On April 22, 2010 the police picked Ingrid up at her nursing home job. She agreed to a felony plea and completed 4 1/2 years of probation and paid back $11,500 of back taxes. She didn't understand that the felony plea, which allowed her to serve probation and pay the fines rather than serve jail time, would prevent her from being able to win her immigration case.
Ingrid found a new attorney who is now trying to reopen her criminal case. That attorney asked for a stay of removal in order for Ingrid to pursue her day in court without fear of deportation, that stay was denied. Facing final orders of deportation, Ingrid made a decision to enter Sanctuary at the Mountain View Friends Meeting, a local Quaker House.
Article about Ingrid's decision to take Sanctuary in a local church
“Until last night, I truly believed I had made peace with the difficult decision to be deported to Peru, taking my two sons with me and splitting our family,” said Latorre. “I was too tired to keep fighting and to face the long term prospects of sanctuary. I was hopeful I’d find a way to start my life over again. But then, last Thursday, reality started to hit. Bryant, my older son, begged me not to go, not to force him to leave our home and his school. My aunt, recently returned from Peru, shared with me the devastating poverty Peru is facing in the aftermath of Venezuela’s economic crisis. It may seem like a small thing, but Anibal has a bad cold and there’s no health clinic where my family lives in Peru. I decided, I have to be strong for my family. I have to do what’s best for my children. I have to fight for them and for my community.”

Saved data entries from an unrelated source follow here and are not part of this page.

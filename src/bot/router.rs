use crate::bot::auth::restricted;
use crate::bot::commands::{guide, reminders, Command};
use crate::bot::reply::reply_to_message;
use crate::bot::transport::{InlineArticle, IncomingMessage, Transport};
use crate::content::Guidebook;
use crate::error::Result;
use crate::services::reminder::ReminderScheduler;
use crate::services::search::KnowledgeSearch;
use crate::utils::logging::{log_command_error, log_command_start, log_inline_query, log_transport_error};
use crate::utils::markdown::escape_markdown;
use std::sync::Arc;

/// An inbound update, already classified by kind.
#[derive(Debug, Clone, PartialEq, Eq)]
pub enum Inbound {
    Command(IncomingMessage, Command),
    Membership(IncomingMessage),
    InlineQuery { id: String, query: String },
    Other,
}

/// Dispatches classified updates to the scheduler, the search engine and the
/// static reply tables.
pub struct CommandRouter {
    transport: Arc<dyn Transport>,
    scheduler: Arc<ReminderScheduler>,
    search: KnowledgeSearch,
    guidebook: Arc<Guidebook>,
    thumb_url: String,
}

impl CommandRouter {
    pub fn new(
        transport: Arc<dyn Transport>,
        scheduler: Arc<ReminderScheduler>,
        search: KnowledgeSearch,
        guidebook: Arc<Guidebook>,
        thumb_url: impl Into<String>,
    ) -> Self {
        Self {
            transport,
            scheduler,
            search,
            guidebook,
            thumb_url: thumb_url.into(),
        }
    }

    /// Handles one update. Transport failures end here: they are logged and
    /// the update is dropped.
    pub async fn route(&self, inbound: Inbound) {
        match inbound {
            Inbound::Command(msg, cmd) => {
                let name = cmd.name();
                if let Err(e) = self.handle_command(&msg, cmd).await {
                    log_command_error(name, msg.sender, msg.chat_id, &e.to_string());
                }
            }
            Inbound::Membership(msg) => {
                if let Err(e) = self.handle_membership(&msg).await {
                    log_transport_error("delete membership notice", msg.chat_id, &e.to_string());
                }
            }
            Inbound::InlineQuery { id, query } => {
                if let Err(e) = self.handle_inline_query(&id, &query).await {
                    tracing::error!("TRANSPORT_ERROR: answer inline query {} failed: {}", id, e);
                }
            }
            Inbound::Other => {}
        }
    }

    pub async fn handle_command(&self, msg: &IncomingMessage, cmd: Command) -> Result<()> {
        log_command_start(cmd.name(), msg.sender, msg.chat_id, None);
        let transport = self.transport.as_ref();

        if cmd.is_restricted() {
            return restricted(transport, msg, cmd.name(), || async {
                match cmd {
                    Command::Start => reminders::handle_start(transport, &self.scheduler, msg).await,
                    Command::Stop => reminders::handle_stop(transport, &self.scheduler, msg).await,
                    _ => Ok(()),
                }
            })
            .await;
        }

        match guide::reply_for(&self.guidebook, &cmd) {
            Some(text) => reply_to_message(transport, msg, &text).await,
            None => Ok(()),
        }
    }

    /// Join and leave notices are removed to keep the chat history clean.
    pub async fn handle_membership(&self, msg: &IncomingMessage) -> Result<()> {
        self.transport.delete_message(msg.chat_id, msg.message_id).await
    }

    pub async fn handle_inline_query(&self, query_id: &str, query: &str) -> Result<()> {
        let articles = self.inline_articles(query);
        log_inline_query(query, articles.len());
        self.transport.answer_inline_query(query_id, articles).await
    }

    pub fn inline_articles(&self, query: &str) -> Vec<InlineArticle> {
        self.search
            .search(query)
            .into_iter()
            .map(|hit| InlineArticle {
                id: hit.article.id.clone(),
                title: hit.article.title.clone(),
                body: format!(
                    "*{}*\n\n{}",
                    escape_markdown(&hit.article.title),
                    escape_markdown(&hit.article.body)
                ),
                thumb_url: self.thumb_url.clone(),
            })
            .collect()
    }
}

Originally from Peru, Ingrid emigrated to the U.S. in 2000 to pursue a better education and to reunite with her citizen aunt who is a second mother to her. She has two children, Anibal and Bryant, who are both U.S. citizens. Facing possible deportation, she claimed sanctuary at the Mountainview Friends Meeting in November of 2016 and was granted a stay of deportation in May. But after a judge ruled not to reopen her case and Governor Hickenlooper refused to grant her a pardon, Latorre was left with no more options to keep her family whole.

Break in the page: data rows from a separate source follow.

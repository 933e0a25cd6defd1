use super::article::Article;
use super::guidebook::Guidebook;
use std::collections::{HashMap, HashSet};

/// Lower-cases `text` and splits it into alphanumeric tokens.
///
/// Index build and query parsing share this function, so a query token
/// matches exactly the tokens produced from article text.
pub fn normalize(text: &str) -> Vec<String> {
    text.split(|c: char| !c.is_alphanumeric())
        .filter(|t| !t.is_empty())
        .map(str::to_lowercase)
        .collect()
}

/// Read-only inverted index over the articles registered at boot.
#[derive(Debug, Default)]
pub struct ContentIndex {
    articles: Vec<Article>,
    postings: HashMap<String, Vec<usize>>,
}

impl ContentIndex {
    pub fn build(articles: Vec<Article>) -> Self {
        let mut seen = HashSet::new();
        let mut kept = Vec::with_capacity(articles.len());

        for article in articles {
            if !seen.insert(article.id.clone()) {
                tracing::warn!("Skipping duplicate article id '{}'", article.id);
                continue;
            }
            kept.push(article);
        }

        let mut postings: HashMap<String, Vec<usize>> = HashMap::new();
        for (pos, article) in kept.iter().enumerate() {
            for term in &article.search_terms {
                postings.entry(term.clone()).or_default().push(pos);
            }
        }

        tracing::info!(
            "Content index built: {} articles, {} distinct terms",
            kept.len(),
            postings.len()
        );

        Self {
            articles: kept,
            postings,
        }
    }

    pub fn from_guidebook(book: &Guidebook) -> Self {
        Self::build(super::article::build_articles(book))
    }

    /// Positions of the articles containing `token`, in registration order.
    pub(crate) fn lookup(&self, token: &str) -> &[usize] {
        self.postings.get(token).map(Vec::as_slice).unwrap_or(&[])
    }

    pub fn article(&self, pos: usize) -> Option<&Article> {
        self.articles.get(pos)
    }

    pub fn len(&self) -> usize {
        self.articles.len()
    }

    pub fn is_empty(&self) -> bool {
        self.articles.is_empty()
    }
}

Communities across the state have mobilized in support of Latorre, offering sanctuary, signing petitions, holding rallies and vigils, and even fasting alongside her at the governor’s office. “I know this decision and this struggle have been agonizing for Ingrid at times,” said Jennifer Piper, Director of Interfaith Organizing for the American Friends Service Committee. “Our immigration policies trap families across the country, leaving them with only bad options: comply with deportation away from all you’ve built, hide, or stay and struggle for justice. Our faith calls us to ask, ‘Is it moral to separate mothers from children, husbands from wives, for lacking a piece of paper?’ Our faiths are clear that the answer is ‘no’ and we must stand with Ingrid, and all community members fighting for dignity.”
After emigrating to the U.S., Ingrid began working at a nursing home, where she worked her way up from a dishwasher to a cook and started a family. In 2010, she was arrested at work for charges of using false documents. Facing these charges, her lawyer then did not advise her properly of the immigration consequences of a plea bargain. Based on his advice she accepted the plea bargain, making relief from deportation almost impossible.

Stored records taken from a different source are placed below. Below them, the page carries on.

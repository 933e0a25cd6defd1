use teloxide::types::{ChatId, UserId};
use tracing::{debug, error, info, warn};

fn user_label(user: Option<UserId>) -> String {
    user.map_or_else(|| "unknown".to_string(), |u| u.0.to_string())
}

/// Logs command start with consistent format
pub fn log_command_start(command: &str, user: Option<UserId>, chat_id: ChatId, details: Option<&str>) {
    match details {
        Some(d) => info!(
            "CMD_START: {} by {} in chat {} - {}",
            command, user_label(user), chat_id.0, d
        ),
        None => info!(
            "CMD_START: {} by {} in chat {}",
            command, user_label(user), chat_id.0
        ),
    }
}

/// Logs command completion with consistent format
pub fn log_command_success(command: &str, user: Option<UserId>, chat_id: ChatId, details: Option<&str>) {
    match details {
        Some(d) => info!(
            "CMD_SUCCESS: {} by {} in chat {} - {}",
            command, user_label(user), chat_id.0, d
        ),
        None => info!(
            "CMD_SUCCESS: {} by {} in chat {}",
            command, user_label(user), chat_id.0
        ),
    }
}

/// Logs command errors with consistent format
pub fn log_command_error(command: &str, user: Option<UserId>, chat_id: ChatId, error: &str) {
    error!(
        "CMD_ERROR: {} by {} in chat {} - {}",
        command, user_label(user), chat_id.0, error
    );
}

/// Logs a rejected restricted command. Never surfaced to the chat.
pub fn log_auth_denied(command: &str, user: Option<UserId>, chat_id: ChatId) {
    warn!(
        "AUTH_DENIED: non-admin {} attempted restricted {} in chat {}",
        user_label(user), command, chat_id.0
    );
}

/// Logs a failed transport call that was abandoned
pub fn log_transport_error(operation: &str, chat_id: ChatId, error: &str) {
    error!("TRANSPORT_ERROR: {} in chat {} failed: {}", operation, chat_id.0, error);
}

/// Logs reminder scheduler activity
pub fn log_reminder_event(event: &str, chat_id: ChatId, details: Option<&str>) {
    match details {
        Some(d) => info!("REMINDER: {} in chat {} - {}", event, chat_id.0, d),
        None => info!("REMINDER: {} in chat {}", event, chat_id.0),
    }
}

/// Logs inline search requests
pub fn log_inline_query(query: &str, hits: usize) {
    debug!("INLINE: '{}' -> {} results", query, hits);
}

/// Logs system events with consistent format
pub fn log_system_event(event: &str, details: Option<&str>) {
    match details {
        Some(d) => info!("SYSTEM: {} - {}", event, d),
        None => info!("SYSTEM: {}", event),
    }
}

Latorre completed four and a half years of probation, paid $11,500 in taxes and restitution, and spent over $30,000 fighting her deportation order through the courts. She became aware of the impact of the poor legal advice she received when, in the spring of 2016, an immigration judge explained the decision to deny her cancellation of removal as being driven by the plea decision. She immediately sought a second legal opinion, but everything was happening too fast to immediately halt her deportation. In November of 2016 she entered Sanctuary at Mountain View Friends Meeting.
While a Jefferson County judge found her credible in her hearings, he ruled to not reopen her case, finding the law at the time was not clear enough for the inadequate legal advice she received to have changed the outcome of the case. She and her supporters asked Governor Hickenlooper for mercy. With only a week and a half to review her case, the Governor denied the pardon one day before her set deportation date. Immigration and Customs Enforcement granted Ingrid a month to ready for deportation, during which time the campaign to reach the Governor continued.